Chatbots aren't Terminators—they're just trying to 'optimize outcomes'
Yes, Facebook's chatbots have created their own, non-human language to communicate with each other. No, this doesn't mean they're planning to take over the world.
Last week, The Atlantic published a report from researchers at Facebook's Artificial Intelligence Research Lab that describes the company's use of machine learning to train "dialogue agents" to negotiate. As the report details, researchers had to tweak one of their models because it "led to divergence from human language."
But this is not an indication that machines are covertly uniting against humans, according to Christopher Amato, assistant professor in the College of Computer and Information Science at Northeastern. Rather, he said, the divergence is just "another instance of AI trying to optimize outcomes."
"This seems strange because we're thinking about it from a human perspective, in terms of language," said Amato, whose research focuses on artificial intelligence, machine learning, and robotics. "Machines, though, don't care about human language. They're programmed with a set of possible things they can say, but they don't know that that's language. The machine is trying to optimize the outcome it was programmed to create—it doesn't care if it accomplishes that with words, beeps, or some combination of something else; it will just pick whatever works best."
The report doesn't make it clear how, exactly, the chatbots were communicating, only that they were not using human language.

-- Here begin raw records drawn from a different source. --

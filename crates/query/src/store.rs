use std::fs;
use std::path::{Path, PathBuf};

use anyhow::{Context, Result};
use knowledge::{Category, INDEX_FILE, KnowledgeLayout, TEMPLATE_FILE};
use serde::Serialize;
use tracing::{debug, warn};
use walkdir::WalkDir;

use crate::frontmatter::{FrontMatter, FrontMatterFormat, Relationship, parse_front_matter};

/// One markdown file of the knowledge base.
#[derive(Debug, Clone, Serialize)]
pub struct Record {
    pub category: Category,
    pub path: PathBuf,
    pub front: FrontMatter,
    pub body: String,
    /// The whole file, front matter included.
    #[serde(skip)]
    pub raw: String,
}

impl Record {
    /// `name`/`title` from the front matter, else the file stem.
    pub fn name(&self) -> String {
        self.front
            .display_name()
            .map(str::to_string)
            .unwrap_or_else(|| {
                self.path
                    .file_stem()
                    .map(|s| s.to_string_lossy().into_owned())
                    .unwrap_or_default()
            })
    }

    pub fn file_name(&self) -> String {
        self.path
            .file_name()
            .map(|s| s.to_string_lossy().into_owned())
            .unwrap_or_default()
    }

    pub fn date(&self) -> Option<&str> {
        self.front.text("date")
    }
}

#[derive(Debug, Clone, Serialize)]
pub struct SearchHit {
    pub record: Record,
    pub snippet: String,
}

#[derive(Debug, Clone, Serialize)]
pub struct RelatedEntity {
    pub category: Category,
    pub entity: String,
    pub relationship: Relationship,
}

#[derive(Debug, Clone, Serialize)]
pub struct PersonNetwork {
    pub person: Record,
    pub colleagues: Vec<Record>,
    pub meetings: Vec<Record>,
    pub relationships: Vec<Relationship>,
}

/// Read-only view over a rendered knowledge base. Holds no cache: every
/// call reads the category directories again.
#[derive(Debug, Clone)]
pub struct KnowledgeStore {
    layout: KnowledgeLayout,
}

impl KnowledgeStore {
    pub fn new(root: impl Into<PathBuf>) -> Self {
        Self {
            layout: KnowledgeLayout::new(root),
        }
    }

    pub fn root(&self) -> &Path {
        &self.layout.root
    }

    /// Record count for every category, in fixed category order.
    pub fn categories(&self) -> Result<Vec<(Category, usize)>> {
        Category::ALL
            .iter()
            .map(|c| Ok((*c, self.load(*c)?.len())))
            .collect()
    }

    /// All records of one category. A missing directory is an empty category.
    pub fn load(&self, category: Category) -> Result<Vec<Record>> {
        let dir = self.layout.category_dir(category);
        if !dir.is_dir() {
            return Ok(Vec::new());
        }

        let mut paths: Vec<PathBuf> = WalkDir::new(&dir)
            .max_depth(1)
            .into_iter()
            .filter_map(|e| e.ok())
            .filter(|e| e.file_type().is_file())
            .map(|e| e.into_path())
            .filter(|p| p.extension().is_some_and(|e| e == "md"))
            .filter(|p| {
                p.file_name()
                    .is_some_and(|n| n != INDEX_FILE && n != TEMPLATE_FILE)
            })
            .collect();
        paths.sort();

        let mut records = Vec::with_capacity(paths.len());
        for path in paths {
            let raw = match fs::read_to_string(&path) {
                Ok(raw) => raw,
                Err(e) => {
                    warn!(?path, error = %e, "Skipping unreadable file");
                    continue;
                }
            };
            let (front, body) = parse_front_matter(&raw).unwrap_or_else(|| {
                debug!(?path, "No front matter");
                (
                    FrontMatter {
                        fields: Default::default(),
                        format: FrontMatterFormat::Legacy,
                    },
                    raw.clone(),
                )
            });
            records.push(Record {
                category,
                path,
                front,
                body,
                raw,
            });
        }
        Ok(records)
    }

    fn load_all(&self, only: Option<Category>) -> Result<Vec<Record>> {
        let categories: Vec<Category> = match only {
            Some(c) => vec![c],
            None => Category::ALL.to_vec(),
        };
        let mut records = Vec::new();
        for category in categories {
            records.extend(
                self.load(category)
                    .with_context(|| format!("Failed to load {}", category))?,
            );
        }
        Ok(records)
    }

    /// Case-insensitive text search over whole files, each hit with a
    /// context snippet of `radius` characters either side.
    pub fn search(&self, query: &str, category: Option<Category>, radius: usize) -> Result<Vec<SearchHit>> {
        Ok(self
            .load_all(category)?
            .into_iter()
            .filter_map(|record| {
                let snippet = snippet(&record.raw, query, radius)?;
                Some(SearchHit { record, snippet })
            })
            .collect())
    }

    /// Records whose `date` contains `period`, ignoring case.
    pub fn by_period(&self, period: &str) -> Result<Vec<Record>> {
        Ok(self
            .load_all(None)?
            .into_iter()
            .filter(|r| r.date().is_some_and(|d| contains_ignore_case(d, period)))
            .collect())
    }

    /// Records of `category` whose name or title contains `name`, ignoring case.
    pub fn find_entity(&self, category: Category, name: &str) -> Result<Vec<Record>> {
        Ok(self
            .load(category)?
            .into_iter()
            .filter(|r| contains_ignore_case(&r.name(), name))
            .collect())
    }

    /// Every relationship, in any file, whose source or target contains `name`.
    /// This is plain substring matching, so "Jan" also finds "Jane Doe".
    pub fn related(&self, name: &str) -> Result<Vec<RelatedEntity>> {
        let mut related = Vec::new();
        for record in self.load_all(None)? {
            let entity = record.name();
            for relationship in record.front.relationships() {
                if contains_ignore_case(&relationship.source, name)
                    || contains_ignore_case(&relationship.target, name)
                {
                    related.push(RelatedEntity {
                        category: record.category,
                        entity: entity.clone(),
                        relationship,
                    });
                }
            }
        }
        Ok(related)
    }

    /// The first person matching `name`, plus colleagues at the same
    /// organization and meetings that list them as an attendee.
    pub fn network(&self, name: &str) -> Result<Option<PersonNetwork>> {
        let people = self.load(Category::People)?;
        let Some(person) = people
            .iter()
            .find(|r| contains_ignore_case(&r.name(), name))
            .cloned()
        else {
            return Ok(None);
        };

        let full_name = person.name();
        let organization = person
            .front
            .text("organization")
            .filter(|o| !o.eq_ignore_ascii_case("unknown"))
            .map(str::to_string);

        let colleagues = match &organization {
            Some(org) => people
                .into_iter()
                .filter(|r| r.path != person.path)
                .filter(|r| r.front.text("organization").is_some_and(|o| o.eq_ignore_ascii_case(org)))
                .collect(),
            None => Vec::new(),
        };

        let meetings = self
            .load(Category::Meetings)?
            .into_iter()
            .filter(|m| {
                m.front
                    .list("attendees")
                    .iter()
                    .any(|a| contains_ignore_case(a, &full_name))
            })
            .collect();

        let relationships = person.front.relationships();
        Ok(Some(PersonNetwork {
            person,
            colleagues,
            meetings,
            relationships,
        }))
    }
}

pub fn contains_ignore_case(haystack: &str, needle: &str) -> bool {
    haystack.to_lowercase().contains(&needle.to_lowercase())
}

fn lower(c: char) -> char {
    c.to_lowercase().next().unwrap_or(c)
}

/// `radius` characters either side of the first case-insensitive match,
/// newlines flattened. `None` when there is no match.
pub fn snippet(text: &str, query: &str, radius: usize) -> Option<String> {
    let needle: Vec<char> = query.chars().map(lower).collect();
    if needle.is_empty() {
        return None;
    }
    let haystack: Vec<char> = text.chars().collect();
    let position = haystack
        .windows(needle.len())
        .position(|w| w.iter().zip(&needle).all(|(a, b)| lower(*a) == *b))?;

    let start = position.saturating_sub(radius);
    let end = (position + needle.len() + radius).min(haystack.len());
    Some(
        haystack[start..end]
            .iter()
            .map(|c| if *c == '\n' || *c == '\r' { ' ' } else { *c })
            .collect(),
    )
}
use serde::{Deserialize, Serialize};

#[derive(Debug, Clone, Default, PartialEq, Serialize, Deserialize)]
pub struct PersonRecord {
    pub name: String,
    #[serde(default, skip_serializing_if = "Option::is_none")]
    pub role: Option<String>,
    #[serde(default, skip_serializing_if = "Option::is_none")]
    pub company: Option<String>,
    #[serde(default, skip_serializing_if = "Option::is_none")]
    pub location: Option<String>,
    #[serde(default)]
    pub skills: Vec<String>,
    /// Set by the aggregator, never by the model.
    #[serde(default, skip_serializing_if = "Option::is_none")]
    pub source: Option<String>,
    #[serde(default)]
    pub tags: Vec<String>,
}

impl PersonRecord {
    pub fn named(name: impl Into<String>) -> Self {
        Self {
            name: name.into(),
            ..Default::default()
        }
    }
}

#[derive(Debug, Clone, Default, PartialEq, Serialize, Deserialize)]
pub struct MeetingRecord {
    #[serde(default)]
    pub title: String,
    /// Free-form: "2025-01-14", "Q4 2025", ...
    #[serde(default, skip_serializing_if = "Option::is_none")]
    pub date: Option<String>,
    #[serde(default)]
    pub attendees: Vec<String>,
    #[serde(default)]
    pub topics: Vec<String>,
    #[serde(default, skip_serializing_if = "Option::is_none")]
    pub source: Option<String>,
}

#[derive(Debug, Clone, Copy, PartialEq, Eq, Hash, PartialOrd, Ord, Serialize, Deserialize)]
#[serde(rename_all = "snake_case")]
pub enum RelationshipKind {
    WorksFor,
    Uses,
    Attended,
    DiscussedIn,
    MentionedWith,
}

impl RelationshipKind {
    pub fn as_str(&self) -> &'static str {
        match self {
            RelationshipKind::WorksFor => "works_for",
            RelationshipKind::Uses => "uses",
            RelationshipKind::Attended => "attended",
            RelationshipKind::DiscussedIn => "discussed_in",
            RelationshipKind::MentionedWith => "mentioned_with",
        }
    }
}

/// A typed edge between two entity names. Never validated against the
/// entity lists it points at.
#[derive(Debug, Clone, PartialEq, Eq, Hash, Serialize, Deserialize)]
pub struct RelationshipRecord {
    #[serde(rename = "type")]
    pub kind: RelationshipKind,
    pub source: String,
    pub target: String,
}

impl RelationshipRecord {
    pub fn new(kind: RelationshipKind, source: impl Into<String>, target: impl Into<String>) -> Self {
        Self {
            kind,
            source: source.into(),
            target: target.into(),
        }
    }

    pub fn involves(&self, name: &str) -> bool {
        self.source.eq_ignore_ascii_case(name) || self.target.eq_ignore_ascii_case(name)
    }
}

#[derive(Debug, Clone, PartialEq, Serialize, Deserialize)]
#[serde(tag = "status", rename_all = "snake_case")]
pub enum ExtractionStatus {
    Complete,
    /// The reply parsed, but sections were absent or records were unusable.
    Partial {
        missing_sections: Vec<String>,
        dropped_records: usize,
    },
    Failed {
        reason: String,
    },
}

/// Everything extracted from one document.
#[derive(Debug, Clone, PartialEq, Serialize, Deserialize)]
pub struct Extraction {
    pub people: Vec<PersonRecord>,
    pub organizations: Vec<String>,
    pub technologies: Vec<String>,
    pub topics: Vec<String>,
    pub meetings: Vec<MeetingRecord>,
    pub relationships: Vec<RelationshipRecord>,
    pub status: ExtractionStatus,
}

impl Extraction {
    pub fn empty() -> Self {
        Self {
            people: Vec::new(),
            organizations: Vec::new(),
            technologies: Vec::new(),
            topics: Vec::new(),
            meetings: Vec::new(),
            relationships: Vec::new(),
            status: ExtractionStatus::Complete,
        }
    }

    pub fn failed(reason: impl Into<String>) -> Self {
        Self {
            status: ExtractionStatus::Failed {
                reason: reason.into(),
            },
            ..Self::empty()
        }
    }

    pub fn is_failed(&self) -> bool {
        matches!(self.status, ExtractionStatus::Failed { .. })
    }

    pub fn is_partial(&self) -> bool {
        matches!(self.status, ExtractionStatus::Partial { .. })
    }

    pub fn record_count(&self) -> usize {
        self.people.len()
            + self.organizations.len()
            + self.technologies.len()
            + self.topics.len()
            + self.meetings.len()
            + self.relationships.len()
    }
}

Amato explained that in general, machine learning involves designing bots to perform a certain series of tasks in order to reach a desired outcome. As the bots work to achieve their programmed goal, they will determine what works and what does not—based either on weighted algorithms created by humans or the programming language used to design it—and will continue to work until something tells them to stop.

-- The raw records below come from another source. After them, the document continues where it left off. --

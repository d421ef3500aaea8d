use std::path::{Path, PathBuf};

use serde::{Deserialize, Serialize};
use walkdir::WalkDir;

/// What a source document is, as far as extraction and aggregation care.
#[derive(Debug, Clone, Copy, Serialize, Deserialize, PartialEq, Eq, Hash, PartialOrd, Ord)]
#[serde(rename_all = "snake_case")]
pub enum DocumentKind {
    LinkedInProfile,
    MeetingNotes,
    AnnualReport,
    StrategicPlan,
    TechnicalDocument,
    MeetingTranscript,
    DecisionMakersList,
    Document,
}

impl DocumentKind {
    /// Label handed to the model as the document type.
    pub fn label(&self) -> &'static str {
        match self {
            DocumentKind::LinkedInProfile => "LinkedIn Profile",
            DocumentKind::MeetingNotes => "Meeting Notes",
            DocumentKind::AnnualReport => "Annual Report",
            DocumentKind::StrategicPlan => "Strategic Plan",
            DocumentKind::TechnicalDocument => "Technical Document",
            DocumentKind::MeetingTranscript => "Meeting Transcript",
            DocumentKind::DecisionMakersList => "Decision Makers List",
            DocumentKind::Document => "Document",
        }
    }

    pub fn is_meeting(&self) -> bool {
        matches!(
            self,
            DocumentKind::MeetingNotes | DocumentKind::MeetingTranscript
        )
    }

    pub fn classify_pdf(file_name: &str) -> Self {
        let name = file_name.to_lowercase();
        if name.contains("annual report") {
            DocumentKind::AnnualReport
        } else if name.contains("plan") {
            DocumentKind::StrategicPlan
        } else {
            DocumentKind::TechnicalDocument
        }
    }

    pub fn classify_docx(file_name: &str) -> Self {
        let name = file_name.to_lowercase();
        if name.contains("meeting") || name.contains("transcript") {
            DocumentKind::MeetingTranscript
        } else if name.contains("decision") || name.contains("key") {
            DocumentKind::DecisionMakersList
        } else {
            DocumentKind::Document
        }
    }
}

#[derive(Debug, Clone, PartialEq, Eq)]
pub struct SourceDocument {
    pub path: PathBuf,
    pub kind: DocumentKind,
}

/// The fixed folder scheme of the raw input tree.
#[derive(Debug, Clone)]
pub struct InputLayout {
    pub root: PathBuf,
    pub linkedin_dir: PathBuf,
    pub meeting_dirs: Vec<PathBuf>,
}

impl InputLayout {
    pub fn new(root: impl Into<PathBuf>) -> Self {
        let root = root.into();
        Self {
            linkedin_dir: root
                .join("LinkedIn")
                .join("Markdown (enhanced for AI interpretation)"),
            meeting_dirs: vec![
                root.join("Internal Account Discussions"),
                root.join("NNR meeting"),
            ],
            root,
        }
    }

    /// All documents to process, in phase order: LinkedIn profiles, meeting
    /// notes, PDFs, DOCX files. Each phase is sorted by path.
    pub fn discover(&self) -> Vec<SourceDocument> {
        let mut documents = Vec::new();

        for path in markdown_files(&self.linkedin_dir) {
            documents.push(SourceDocument {
                path,
                kind: DocumentKind::LinkedInProfile,
            });
        }

        for dir in &self.meeting_dirs {
            for path in markdown_files(dir) {
                documents.push(SourceDocument {
                    path,
                    kind: DocumentKind::MeetingNotes,
                });
            }
        }

        // LinkedIn PDF exports duplicate the markdown profiles
        let linkedin_root = self.root.join("LinkedIn");
        for path in files_with_extension(&self.root, "pdf", None) {
            if path.starts_with(&linkedin_root) {
                continue;
            }
            let kind = DocumentKind::classify_pdf(&file_name(&path));
            documents.push(SourceDocument { path, kind });
        }

        for path in files_with_extension(&self.root, "docx", None) {
            let kind = DocumentKind::classify_docx(&file_name(&path));
            documents.push(SourceDocument { path, kind });
        }

        documents
    }
}

fn file_name(path: &Path) -> String {
    path.file_name()
        .map(|n| n.to_string_lossy().into_owned())
        .unwrap_or_default()
}

fn markdown_files(dir: &Path) -> Vec<PathBuf> {
    files_with_extension(dir, "md", Some(1))
}

fn files_with_extension(dir: &Path, extension: &str, max_depth: Option<usize>) -> Vec<PathBuf> {
    if !dir.is_dir() {
        return Vec::new();
    }

    let mut walker = WalkDir::new(dir);
    if let Some(depth) = max_depth {
        walker = walker.max_depth(depth);
    }

    let mut files: Vec<PathBuf> = walker
        .into_iter()
        .filter_map(|entry| entry.ok())
        .filter(|entry| entry.file_type().is_file())
        .map(|entry| entry.into_path())
        .filter(|path| {
            path.extension()
                .and_then(|e| e.to_str())
                .is_some_and(|e| e.eq_ignore_ascii_case(extension))
        })
        .collect();
    files.sort();
    files
}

"The conical story in AI is about the paperclip-making robot," Amato said. "You have this robot that was built to make paperclips. It keeps doing that until it runs out materials, and then it starts tearing down the whole world to gather more material to make paperclips. The machine only knows what you tell it. So, if you tell it to negotiate, in Facebook's case, but don't put any constraints on how it should do that, it'll negotiate the best way it knows how."
Ending up with these types of unexpected outcomes "pretty much happens in every case" of machine learning, Amato said, because it's nearly impossible to plan for everything at the outset.
"It's always a problem of modeling the problem: Do you really want to make paperclips at the cost of everything else?" Amato said. "Do you really want your bots to negotiate at the expense of human language?"
Overall, Amato said it's important to keep in mind that "machine learning is a tool. We need to use it correctly in order for it to help us in our lives."
This fluke, then, is less Terminator, and more trial and error.
"I certainly don't think this means that now robots are going to start learning a secret language so they can take over the world behind our backs," Amato said.